Gli obiettivi proposti rientrano malauguratamente in un contesto di concreto ritardo, nonché di passata insostenibilità del tentativo di passare all’EV senza mezze misure e oggettivi mezzi logistici: incentivare la produzione interna di veicoli elettrici e sostenere le infrastrutture di ricarica, con un'attenzione particolare alle stazioni di ricarica rapida, investire nella ricerca e nello sviluppo di batterie più efficienti e sostenere la conversione dei produttori di componenti per veicoli a combustione verso l’EV.
Concludiamo con l’osservare alcune politiche orizzontali proposte per creare meccanismi in grado di accelerare l’adozione delle tecnologie innovative, colmare i divari nelle competenze e rinnovare la concorrenza.

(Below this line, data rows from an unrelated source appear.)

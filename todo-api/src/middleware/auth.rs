/// Authentication middleware
///
/// Resolves the caller from the `Authorization: Bearer` header (or the
/// `access_token` cookie when no Bearer header is present) and inserts an
/// [`AuthContext`] into the request extensions. Requests without a valid
/// credential stop here with a 401 envelope.

use axum::{
    extract::{Request, State},
    middleware::Next,
    response::Response,
};
use todo_shared::auth::guard::{resolve_caller, AuthContext};

use crate::{app::AppState, error::ApiError};

/// Requires a valid access token
pub async fn require_auth(
    State(state): State<AppState>,
    mut req: Request,
    next: Next,
) -> Result<Response, ApiError> {
    let caller: AuthContext = resolve_caller(req.headers(), &state.tokens).map_err(|e| {
        tracing::debug!(reason = %e, path = %req.uri().path(), "Rejected unauthenticated request");
        ApiError::from(e)
    })?;

    req.extensions_mut().insert(caller);

    Ok(next.run(req).await)
}
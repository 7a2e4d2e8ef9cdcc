/// Integration tests for registration and credential checks

use std::sync::Arc;

use todo_shared::services::users::{UserDirectory, UserError};
use todo_shared::store::memory::MemoryStore;
use uuid::Uuid;

fn directory() -> UserDirectory {
    UserDirectory::new(Arc::new(MemoryStore::new()))
}

#[tokio::test]
async fn test_register_and_authenticate() {
    let users = directory();

    let user = users.register("alice@example.com", "secret123").await.unwrap();
    assert_eq!(user.email, "alice@example.com");
    assert!(user.password_hash.starts_with("$argon2id$"));
    assert_ne!(user.password_hash, "secret123");

    let authenticated = users
        .authenticate("alice@example.com", "secret123")
        .await
        .unwrap()
        .unwrap();
    assert_eq!(authenticated.id, user.id);
}

#[tokio::test]
async fn test_duplicate_email_conflicts() {
    let users = directory();
    users.register("dup@example.com", "secret123").await.unwrap();

    let result = users.register("dup@example.com", "different-pass").await;
    assert!(matches!(result, Err(UserError::Conflict)));

    // Original credentials still work
    assert!(users
        .authenticate("dup@example.com", "secret123")
        .await
        .unwrap()
        .is_some());
}

#[tokio::test]
async fn test_concurrent_duplicate_registration_yields_one_user() {
    let users = directory();

    let (a, b) = tokio::join!(
        users.register("race@example.com", "secret123"),
        users.register("race@example.com", "secret123"),
    );

    let successes = [a.is_ok(), b.is_ok()].iter().filter(|ok| **ok).count();
    assert_eq!(successes, 1);
    assert!(matches!(a.err().or(b.err()), Some(UserError::Conflict)));
}

#[tokio::test]
async fn test_wrong_password_and_unknown_email_look_the_same() {
    let users = directory();
    users.register("bob@example.com", "secret123").await.unwrap();

    assert!(users
        .authenticate("bob@example.com", "wrong-password")
        .await
        .unwrap()
        .is_none());
    assert!(users
        .authenticate("nobody@example.com", "secret123")
        .await
        .unwrap()
        .is_none());
}

#[tokio::test]
async fn test_find_by_id() {
    let users = directory();
    let user = users.register("carol@example.com", "secret123").await.unwrap();

    assert_eq!(users.find_by_id(user.id).await.unwrap().unwrap().email, "carol@example.com");
    assert!(users.find_by_id(Uuid::new_v4()).await.unwrap().is_none());
}
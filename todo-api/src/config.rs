/// Configuration management for the API server
///
/// Configuration is read once at startup and passed explicitly into the
/// application state; nothing reads the environment after that.
///
/// # Environment Variables
///
/// - `API_HOST` / `API_PORT`: bind address (default `0.0.0.0:8080`)
/// - `STORAGE_BACKEND`: `postgres` (default) or `memory`
/// - `DATABASE_URL`: PostgreSQL connection string (required for `postgres`)
/// - `DATABASE_MAX_CONNECTIONS`: pool size (default 10)
/// - `JWT_SECRET`: HS256 signing key, at least 32 characters (required)
/// - `ACCESS_TOKEN_EXPIRE_MINUTES`: token lifetime (default 15)
/// - `CORS_ORIGINS`: comma-separated origins, `*` for any (default `*`)
/// - `COOKIE_SECURE`: mark the auth cookie `Secure` (default false)
/// - `PRODUCTION`: enable HSTS (default false)
/// - `TASKS_DEFAULT_PAGE_SIZE` / `TASKS_MAX_PAGE_SIZE`: list paging (default 20 / 100)
///
/// # Example
///
/// ```
/// use std::collections::HashMap;
/// use todo_api::config::{Config, StorageBackend};
///
/// let vars = HashMap::from([
///     ("JWT_SECRET", "an-example-secret-that-is-32-chars!"),
///     ("STORAGE_BACKEND", "memory"),
///     ("API_PORT", "3000"),
/// ]);
///
/// let config = Config::from_lookup(|key| vars.get(key).map(|v| v.to_string())).unwrap();
/// assert_eq!(config.storage.backend, StorageBackend::Memory);
/// assert_eq!(config.bind_address(), "0.0.0.0:3000");
/// ```

use std::env;
use std::fmt::Display;
use std::str::FromStr;

use anyhow::{anyhow, bail};
use todo_shared::db::pool::DatabaseConfig;
use todo_shared::services::tasks::{PaginationConfig, DEFAULT_PAGE_SIZE, MAX_PAGE_SIZE};

/// Minimum accepted length of `JWT_SECRET`
pub const MIN_JWT_SECRET_LEN: usize = 32;

/// Complete application configuration
#[derive(Debug, Clone)]
pub struct Config {
    pub api: ApiConfig,
    pub storage: StorageConfig,
    pub jwt: JwtConfig,
    pub tasks: TaskListConfig,
}

/// HTTP server configuration
#[derive(Debug, Clone)]
pub struct ApiConfig {
    pub host: String,
    pub port: u16,

    /// Allowed CORS origins; `["*"]` allows any
    pub cors_origins: Vec<String>,

    /// Add `Secure` to the auth cookie
    pub cookie_secure: bool,

    /// Production mode (enables HSTS)
    pub production: bool,
}

/// Which storage backend serves requests
#[derive(Debug, Clone, Copy, PartialEq, Eq)]
pub enum StorageBackend {
    Postgres,
    Memory,
}

impl FromStr for StorageBackend {
    type Err = anyhow::Error;

    fn from_str(s: &str) -> Result<Self, Self::Err> {
        match s.trim().to_ascii_lowercase().as_str() {
            "postgres" | "postgresql" => Ok(StorageBackend::Postgres),
            "memory" => Ok(StorageBackend::Memory),
            other => Err(anyhow!("unknown storage backend '{}'", other)),
        }
    }
}

/// Storage configuration
#[derive(Debug, Clone)]
pub struct StorageConfig {
    pub backend: StorageBackend,

    /// PostgreSQL connection URL; empty for the memory backend
    pub database_url: String,

    pub max_connections: u32,
}

/// Token configuration
#[derive(Debug, Clone)]
pub struct JwtConfig {
    /// Secret key for HS256 signing
    ///
    /// Generate with: `openssl rand -hex 32`
    pub secret: String,

    /// Access token lifetime in minutes
    pub access_token_expire_minutes: i64,
}

/// Task listing limits
#[derive(Debug, Clone, Copy)]
pub struct TaskListConfig {
    pub default_page_size: i64,
    pub max_page_size: i64,
}

impl Config {
    /// Loads configuration from the process environment (and `.env`, if present)
    pub fn from_env() -> anyhow::Result<Self> {
        dotenvy::dotenv().ok();
        Self::from_lookup(|key| env::var(key).ok())
    }

    /// Loads configuration from an arbitrary key lookup
    ///
    /// # Errors
    ///
    /// Returns an error if a required variable is missing, a value fails to
    /// parse, or `JWT_SECRET` is shorter than 32 characters.
    pub fn from_lookup<F>(lookup: F) -> anyhow::Result<Self>
    where
        F: Fn(&str) -> Option<String>,
    {
        let host = lookup("API_HOST").unwrap_or_else(|| "0.0.0.0".to_string());
        let port: u16 = parse_or(&lookup, "API_PORT", 8080)?;

        let cors_origins: Vec<String> = lookup("CORS_ORIGINS")
            .unwrap_or_else(|| "*".to_string())
            .split(',')
            .map(|origin| origin.trim().to_string())
            .filter(|origin| !origin.is_empty())
            .collect();

        let cookie_secure = parse_flag(&lookup, "COOKIE_SECURE")?;
        let production = parse_flag(&lookup, "PRODUCTION")?;

        let backend: StorageBackend = parse_or(&lookup, "STORAGE_BACKEND", StorageBackend::Postgres)?;
        let database_url = lookup("DATABASE_URL").unwrap_or_default();
        if backend == StorageBackend::Postgres && database_url.is_empty() {
            bail!("DATABASE_URL environment variable is required for the postgres backend");
        }
        let max_connections: u32 = parse_or(&lookup, "DATABASE_MAX_CONNECTIONS", 10)?;

        let secret = lookup("JWT_SECRET")
            .ok_or_else(|| anyhow!("JWT_SECRET environment variable is required"))?;
        if secret.chars().count() < MIN_JWT_SECRET_LEN {
            bail!("JWT_SECRET must be at least {} characters long", MIN_JWT_SECRET_LEN);
        }

        let access_token_expire_minutes: i64 = parse_or(&lookup, "ACCESS_TOKEN_EXPIRE_MINUTES", 15)?;
        if access_token_expire_minutes <= 0 {
            bail!("ACCESS_TOKEN_EXPIRE_MINUTES must be positive");
        }

        let default_page_size: i64 = parse_or(&lookup, "TASKS_DEFAULT_PAGE_SIZE", DEFAULT_PAGE_SIZE)?;
        let max_page_size: i64 = parse_or(&lookup, "TASKS_MAX_PAGE_SIZE", MAX_PAGE_SIZE)?;
        if default_page_size < 1 || max_page_size < default_page_size {
            bail!("Task page sizes must satisfy 1 <= TASKS_DEFAULT_PAGE_SIZE <= TASKS_MAX_PAGE_SIZE");
        }

        Ok(Self {
            api: ApiConfig {
                host,
                port,
                cors_origins,
                cookie_secure,
                production,
            },
            storage: StorageConfig {
                backend,
                database_url,
                max_connections,
            },
            jwt: JwtConfig {
                secret,
                access_token_expire_minutes,
            },
            tasks: TaskListConfig {
                default_page_size,
                max_page_size,
            },
        })
    }

    /// Returns the server bind address
    pub fn bind_address(&self) -> String {
        format!("{}:{}", self.api.host, self.api.port)
    }

    /// Access token lifetime
    pub fn token_ttl(&self) -> chrono::Duration {
        chrono::Duration::minutes(self.jwt.access_token_expire_minutes)
    }

    pub fn pagination(&self) -> PaginationConfig {
        PaginationConfig {
            default_limit: self.tasks.default_page_size,
            max_limit: self.tasks.max_page_size,
        }
    }

    /// Pool settings for the postgres backend
    pub fn database_config(&self) -> DatabaseConfig {
        DatabaseConfig {
            url: self.storage.database_url.clone(),
            max_connections: self.storage.max_connections,
            ..Default::default()
        }
    }

    /// Whether any origin is allowed
    pub fn cors_allows_any(&self) -> bool {
        self.api.cors_origins.iter().any(|origin| origin == "*")
    }
}

fn parse_or<F, T>(lookup: &F, key: &str, default: T) -> anyhow::Result<T>
where
    F: Fn(&str) -> Option<String>,
    T: FromStr,
    T::Err: Display,
{
    match lookup(key) {
        Some(raw) => raw
            .trim()
            .parse()
            .map_err(|e| anyhow!("{} has an invalid value '{}': {}", key, raw, e)),
        None => Ok(default),
    }
}

fn parse_flag<F>(lookup: &F, key: &str) -> anyhow::Result<bool>
where
    F: Fn(&str) -> Option<String>,
{
    match lookup(key).as_deref().map(str::trim) {
        None | Some("") => Ok(false),
        Some(v) if ["1", "true", "yes", "on"].iter().any(|t| v.eq_ignore_ascii_case(t)) => Ok(true),
        Some(v) if ["0", "false", "no", "off"].iter().any(|f| v.eq_ignore_ascii_case(f)) => Ok(false),
        Some(v) => bail!("{} has an invalid boolean value '{}'", key, v),
    }
}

Facilitare l'adozione delle nuove tecnologie innovative nelle imprese europee, riducendo il divario tecnologico tra Stati membri, e rafforzare il trasferimento tecnologico, stimolando la cooperazione tra università, centri di ricerca e industria.
Gli obiettivi per quanto riguarda il colmare il divario di competenze in settori chiave come AI, sostenibilità e tecnologie digitali spaziano dal riformare i sistemi educativi per garantire competenze allineate alle esigenze del mercato del lavoro, all’offrire programmi di riqualificazione professionale per i lavoratori occupati nei settori in transizione, quali automotive e industria energetica, o ancora incentivare la mobilità di studenti e professionisti tra i paesi europei per favorire lo scambio di conoscenze.

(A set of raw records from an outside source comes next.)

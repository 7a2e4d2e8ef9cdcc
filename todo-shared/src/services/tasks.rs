/// Owner-scoped task operations
///
/// Every method takes the caller's id as `owner_id`. Input is validated before
/// storage is touched, and a task owned by someone else is reported as
/// `TaskError::NotFound`, exactly like a missing one.
///
/// # Example
///
/// ```
/// use std::sync::Arc;
/// use todo_shared::models::task::CreateTask;
/// use todo_shared::services::tasks::{PaginationConfig, TaskError, TaskService};
/// use todo_shared::store::memory::MemoryStore;
/// use uuid::Uuid;
///
/// # async fn example() -> Result<(), TaskError> {
/// let service = TaskService::new(Arc::new(MemoryStore::new()), PaginationConfig::default());
/// let owner = Uuid::new_v4();
///
/// let task = service
///     .create(owner, CreateTask { title: "Buy milk".to_string(), description: None })
///     .await?;
/// let toggled = service.toggle_completion(owner, task.id).await?;
/// assert!(toggled.is_completed);
///
/// let other = Uuid::new_v4();
/// assert!(matches!(service.get(other, task.id).await, Err(TaskError::NotFound)));
/// # Ok(())
/// # }
/// ```

use std::sync::Arc;

use uuid::Uuid;

use crate::models::task::{CreateTask, FieldError, NewTask, Task, TaskChanges, UpdateTask};
use crate::store::{StoreError, TaskStore};

/// Default page size when the caller gives no `limit`
pub const DEFAULT_PAGE_SIZE: i64 = 20;

/// Largest page a caller can ask for; bigger limits are clamped
pub const MAX_PAGE_SIZE: i64 = 100;

/// Error type for task operations
#[derive(Debug, thiserror::Error)]
pub enum TaskError {
    /// Input failed validation; nothing was stored
    #[error("Validation failed")]
    Validation(Vec<FieldError>),

    /// No task with this id belongs to the caller
    #[error("Task not found")]
    NotFound,

    #[error(transparent)]
    Store(#[from] StoreError),
}

impl TaskError {
    fn validation(field: &str, message: &str) -> Self {
        TaskError::Validation(vec![FieldError::new(field, message)])
    }
}

/// Pagination limits for listing
#[derive(Debug, Clone, Copy, PartialEq, Eq)]
pub struct PaginationConfig {
    pub default_limit: i64,
    pub max_limit: i64,
}

impl Default for PaginationConfig {
    fn default() -> Self {
        Self {
            default_limit: DEFAULT_PAGE_SIZE,
            max_limit: MAX_PAGE_SIZE,
        }
    }
}

impl PaginationConfig {
    /// Resolves optional `skip`/`limit` into a concrete `(offset, limit)`
    ///
    /// A missing limit uses the default, a limit above the maximum is clamped.
    /// Negative `skip` or a limit below 1 is a validation error.
    pub fn resolve(&self, skip: Option<i64>, limit: Option<i64>) -> Result<(i64, i64), TaskError> {
        let skip = skip.unwrap_or(0);
        if skip < 0 {
            return Err(TaskError::validation("skip", "skip must be zero or greater"));
        }

        let limit = limit.unwrap_or(self.default_limit);
        if limit < 1 {
            return Err(TaskError::validation("limit", "limit must be at least 1"));
        }

        Ok((skip, limit.min(self.max_limit)))
    }
}

/// Task operations over any [`TaskStore`]
#[derive(Clone)]
pub struct TaskService {
    store: Arc<dyn TaskStore>,
    pagination: PaginationConfig,
}

impl std::fmt::Debug for TaskService {
    fn fmt(&self, f: &mut std::fmt::Formatter<'_>) -> std::fmt::Result {
        f.debug_struct("TaskService")
            .field("pagination", &self.pagination)
            .finish_non_exhaustive()
    }
}

impl TaskService {
    pub fn new(store: Arc<dyn TaskStore>, pagination: PaginationConfig) -> Self {
        Self { store, pagination }
    }

    pub fn pagination(&self) -> PaginationConfig {
        self.pagination
    }

    /// Creates a task for `owner_id`
    ///
    /// The title is trimmed; `is_completed` starts false and both timestamps
    /// are equal.
    pub async fn create(&self, owner_id: Uuid, input: CreateTask) -> Result<Task, TaskError> {
        let new_task = NewTask::try_from(input).map_err(TaskError::Validation)?;
        let task = self.store.insert_task(owner_id, new_task).await?;

        tracing::info!(task_id = %task.id, %owner_id, "Task created");
        Ok(task)
    }

    /// Lists the owner's tasks, newest first
    pub async fn list(
        &self,
        owner_id: Uuid,
        skip: Option<i64>,
        limit: Option<i64>,
    ) -> Result<Vec<Task>, TaskError> {
        let (offset, limit) = self.pagination.resolve(skip, limit)?;
        Ok(self.store.list_tasks(owner_id, offset, limit).await?)
    }

    /// Total number of tasks the owner has
    pub async fn count(&self, owner_id: Uuid) -> Result<i64, TaskError> {
        Ok(self.store.count_tasks(owner_id).await?)
    }

    pub async fn get(&self, owner_id: Uuid, task_id: Uuid) -> Result<Task, TaskError> {
        self.store
            .find_task(owner_id, task_id)
            .await?
            .ok_or(TaskError::NotFound)
    }

    /// Applies a partial update
    ///
    /// Only supplied fields change. `updated_at` advances even when nothing
    /// was supplied.
    pub async fn update(
        &self,
        owner_id: Uuid,
        task_id: Uuid,
        input: UpdateTask,
    ) -> Result<Task, TaskError> {
        let changes = TaskChanges::try_from(input).map_err(TaskError::Validation)?;

        let task = self
            .store
            .update_task(owner_id, task_id, changes)
            .await?
            .ok_or(TaskError::NotFound)?;

        tracing::info!(%task_id, %owner_id, "Task updated");
        Ok(task)
    }

    /// Deletes a task; `false` when the owner has no such task
    pub async fn delete(&self, owner_id: Uuid, task_id: Uuid) -> Result<bool, TaskError> {
        let deleted = self.store.delete_task(owner_id, task_id).await?;

        if deleted {
            tracing::info!(%task_id, %owner_id, "Task deleted");
        }
        Ok(deleted)
    }

    /// Flips `is_completed` atomically
    pub async fn toggle_completion(&self, owner_id: Uuid, task_id: Uuid) -> Result<Task, TaskError> {
        let task = self
            .store
            .toggle_task(owner_id, task_id)
            .await?
            .ok_or(TaskError::NotFound)?;

        tracing::info!(%task_id, %owner_id, is_completed = task.is_completed, "Task toggled");
        Ok(task)
    }
}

Infine il rinnovamento della concorrenza viene strutturato sull’armonizzazione delle normative tra i paesi membri, la volontà di rimuovere le barriere commerciali interne e un migliore coordinamento tra le autorità di regolamentazione nazionali per garantire una concorrenza leale a livello europeo.
La drammaticità di contesto riportata da questo report è avvilente. Basta questa tabella per comprendere la gargantuesca mole aggiuntiva di investimenti che andrebbero attuati per raggiungere uno standard almeno accettabile e che provi a tappezzare l’oggettivo ritardo dell’Unione su molteplici fronti.

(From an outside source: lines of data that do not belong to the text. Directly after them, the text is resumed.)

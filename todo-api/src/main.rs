//! # Todo API Server
//!
//! Multi-user todo service: account registration, JWT authentication and
//! owner-scoped task management over HTTP.
//!
//! ## Usage
//!
//! ```bash
//! JWT_SECRET=$(openssl rand -hex 32) DATABASE_URL=postgresql://... cargo run -p todo-api
//! # or without a database
//! JWT_SECRET=$(openssl rand -hex 32) STORAGE_BACKEND=memory cargo run -p todo-api
//! ```
//!
//! Set `LOG_FORMAT=json` for JSON log lines and `RUST_LOG` to override the
//! default filter.

use std::sync::Arc;

use anyhow::Context;
use todo_api::{
    app::{build_router, AppState},
    config::{Config, StorageBackend},
};
use todo_shared::{
    db::{migrations::run_migrations, pool::{close_pool, create_pool}},
    store::{memory::MemoryStore, postgres::PgStore},
};
use tracing_subscriber::{layer::SubscriberExt, util::SubscriberInitExt};

#[tokio::main]
async fn main() -> anyhow::Result<()> {
    dotenvy::dotenv().ok();
    init_tracing();

    tracing::info!("Todo API Server v{} starting...", env!("CARGO_PKG_VERSION"));

    let config = Config::from_env()?;
    let bind_address = config.bind_address();

    let (state, pool) = match config.storage.backend {
        StorageBackend::Postgres => {
            let pool = create_pool(config.database_config())
                .await
                .context("Failed to connect to the database")?;
            run_migrations(&pool)
                .await
                .context("Failed to run database migrations")?;

            let store = Arc::new(PgStore::new(pool.clone()));
            (AppState::new(store, config), Some(pool))
        }
        StorageBackend::Memory => {
            tracing::warn!("Using in-memory storage; all data is lost on shutdown");
            (AppState::new(Arc::new(MemoryStore::new()), config), None)
        }
    };

    let app = build_router(state);

    let listener = tokio::net::TcpListener::bind(&bind_address)
        .await
        .with_context(|| format!("Failed to bind {}", bind_address))?;
    tracing::info!("Server listening on http://{}", bind_address);

    axum::serve(listener, app)
        .with_graceful_shutdown(shutdown_signal())
        .await?;

    if let Some(pool) = pool {
        close_pool(pool).await;
    }

    tracing::info!("Server stopped");
    Ok(())
}

fn init_tracing() {
    let filter = tracing_subscriber::EnvFilter::try_from_default_env()
        .unwrap_or_else(|_| "todo_api=debug,todo_shared=debug,tower_http=debug".into());

    let json = std::env::var("LOG_FORMAT")
        .map(|format| format.eq_ignore_ascii_case("json"))
        .unwrap_or(false);

    let registry = tracing_subscriber::registry().with(filter);
    if json {
        registry.with(tracing_subscriber::fmt::layer().json()).init();
    } else {
        registry.with(tracing_subscriber::fmt::layer()).init();
    }
}

/// Resolves on Ctrl-C or SIGTERM
async fn shutdown_signal() {
    let ctrl_c = async {
        if let Err(e) = tokio::signal::ctrl_c().await {
            tracing::error!(error = %e, "Failed to listen for Ctrl-C");
            std::future::pending::<()>().await;
        }
    };

    #[cfg(unix)]
    let terminate = async {
        match tokio::signal::unix::signal(tokio::signal::unix::SignalKind::terminate()) {
            Ok(mut signal) => {
                signal.recv().await;
            }
            Err(e) => {
                tracing::error!(error = %e, "Failed to listen for SIGTERM");
                std::future::pending::<()>().await;
            }
        }
    };

    #[cfg(not(unix))]
    let terminate = std::future::pending::<()>();

    tokio::select! {
        _ = ctrl_c => {},
        _ = terminate => {},
    }

    tracing::info!("Shutdown signal received, draining connections...");
}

Chiaramente Mario Draghi fa il suo dovere e descrive in modo empiricamente meticoloso lo stato dell’arte di questa Europa addormentata e frammentata. I fattuali contesti di inadeguatezza quali la retrograda cultura del mercato finanziario, l’insostenibile frammentazione, il circolo vizioso del debito pubblico a discapito del capitale privato, l’arretratezza e l’incompetenza nei settori AI e complementari/adiacenti (vedi cloud computing). Il quadro dei sintomi è anche probabilmente vicino alla completezza.
Detto ciò, questi ultimi sono osservabili da quasi due decenni e stupirsene solo ora rattrista e vagamente insulta l’interesse collettivo. Inoltre, il percorso proposto quale sentiero terapeutico, in particolare quello del mitologico prestito congiunto, è incompatibile con le cure strutturali di cui l’Unione Europea necessita. Ricorrere al concetto di sovvenzione è esattamente quello che si continua a fare mandato dopo mandato. I veri traumi vanno ricercati nella pianificazione economica, nell'appesantimento burocratico e, soprattutto, nella repellenza all’accesso di capitale privato (e produttivo) e investimenti.
Ma d’altronde basta osservare la sezione riguardante la transizione ecologica che, nonostante citi l’oggettiva necessità di seguire il “piano Francese” per quanto riguarda l’energia nucleare, non fa altro che richiamare le costosissime, e pressoché senza impatto, manovre perseguite dallo scorso mandato.
Tutto questo in un contesto di fioritura di populismi e sovranismi. Affacciati e intrepidi nell’agire contro il prossimo passo falso di questa Europa traballante.
Il perseguire politiche vicine agli slogan, ai regolamenti disincentivanti e all’eccessiva spesa non fa altro che allontanare l’Unione dalla concretezza di cui necessita per valorizzare gli obiettivi traguardi raggiunti e per ricostruire un percorso di sostenibilità congiunto e al passo con l’innovazione.